- Starring: Several presenters
- Country of origin: United Kingdom

Production
- Running time: Various
- Production company: Granada Productions

Original release
- Network: ITV, ITV Play
- Release: 29 September 2006 – 23 December 2007

= Make Your Play =

British phone-in quiz show

Make Your Play was a live, interactive quiz show, showing in the UK on the ITV Network, from Monday to Saturday, beginning after midnight. The show was launched on Friday 29 September 2006 on ITV and ITV Play.

The prizes were greater than usually available on ITV Play (often exceeding £20,000), but as a result of this, callers are usually taken less often.

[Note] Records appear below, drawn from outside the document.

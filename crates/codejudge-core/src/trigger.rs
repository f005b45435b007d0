//! Fire-and-forget evaluation triggers.
//!
//! A trigger spawns `run_for_challenge` on the runtime and returns at once.
//! Callers observe progress through status and rank queries. The registry
//! keeps every handle so outstanding runs can be aborted on shutdown.

use std::sync::{Arc, Mutex};

use tokio::task::{AbortHandle, JoinHandle};
use tracing::{error, info};

use crate::service::EvaluationService;

#[derive(Default)]
pub struct TriggerRegistry {
    handles: Mutex<Vec<(String, JoinHandle<()>)>>,
}

impl TriggerRegistry {
    pub fn new() -> Self {
        Self::default()
    }

    /// Start evaluating a challenge in the background.
    ///
    /// The returned handle cancels this run alone.
    pub fn trigger(
        &self,
        service: Arc<EvaluationService>,
        challenge_id: impl Into<String>,
        criteria_ids: Option<Vec<String>>,
    ) -> AbortHandle {
        let challenge_id = challenge_id.into();
        let task_challenge = challenge_id.clone();
        let handle = tokio::spawn(async move {
            match service
                .run_for_challenge(&task_challenge, criteria_ids.as_deref())
                .await
            {
                Ok(()) => info!(challenge = %task_challenge, "triggered evaluation finished"),
                Err(e) => {
                    error!(challenge = %task_challenge, error = %e, "triggered evaluation failed")
                }
            }
        });

        let abort = handle.abort_handle();
        let mut handles = self.lock();
        handles.retain(|(_, h)| !h.is_finished());
        handles.push((challenge_id, handle));
        abort
    }

    /// Challenge ids of runs that have not finished yet.
    pub fn pending(&self) -> Vec<String> {
        let mut handles = self.lock();
        handles.retain(|(_, h)| !h.is_finished());
        handles.iter().map(|(id, _)| id.clone()).collect()
    }

    /// Abort every outstanding run and wait for the tasks to unwind.
    pub async fn shutdown(&self) {
        let handles: Vec<_> = std::mem::take(&mut *self.lock());
        for (_, handle) in &handles {
            handle.abort();
        }
        for (challenge_id, handle) in handles {
            if let Err(e) = handle.await {
                if !e.is_cancelled() {
                    error!(challenge = %challenge_id, error = %e, "triggered evaluation panicked");
                }
            }
        }
    }

    /// Wait for every outstanding run to finish on its own.
    pub async fn drain(&self) {
        let handles: Vec<_> = std::mem::take(&mut *self.lock());
        for (challenge_id, handle) in handles {
            if let Err(e) = handle.await {
                error!(challenge = %challenge_id, error = %e, "triggered evaluation panicked");
            }
        }
    }

    fn lock(&self) -> std::sync::MutexGuard<'_, Vec<(String, JoinHandle<()>)>> {
        // A poisoned list still holds valid handles.
        self.handles
            .lock()
            .unwrap_or_else(|poisoned| poisoned.into_inner())
    }
}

In order to win money, viewers had to either call in at a cost of 75p from a BT landline, or enter through the ITV website. If they were successful, they would have been placed on hold, then transferred live to the studio if they was lucky, where they then went on to deliver their answer.

Make Your Play had given over £3 million. It went over the £3 million mark on 1 July 2007, when a contestant by the name of Mr Joseph Percy said "next day". An on screen graphic was then shown saying "£3 Million Given Away" accompanied with a siren sound effect.

==Controversy==
A game where viewers were invited to "add the pence" was criticised for providing a solution which was all but impossible to reach.

In February and March 2007, ITV Play and all shows associated with it were suspended after allegations that consumers were being cheated. ITV decided to suspend these services - which included phone-in votes and competitions on shows such as Dancing on Ice and This Morning - while an independent review was carried out to see if members of the public were getting a fair deal when they rang in. The problem was shortly resolved, and the ITV Play channel was closed down "permanently".

An announcement on 12 September 2007 confirmed that the show, along with similar late night phone ins, would be phased out by the end of 2007.

ITV Play's Glitterball ended on 30 September 2007. As a result, Make Your Play was extended, running six nights a week until the closure of ITV Play, with the last Make Your Play being broadcast on the morning of 23 December 2007.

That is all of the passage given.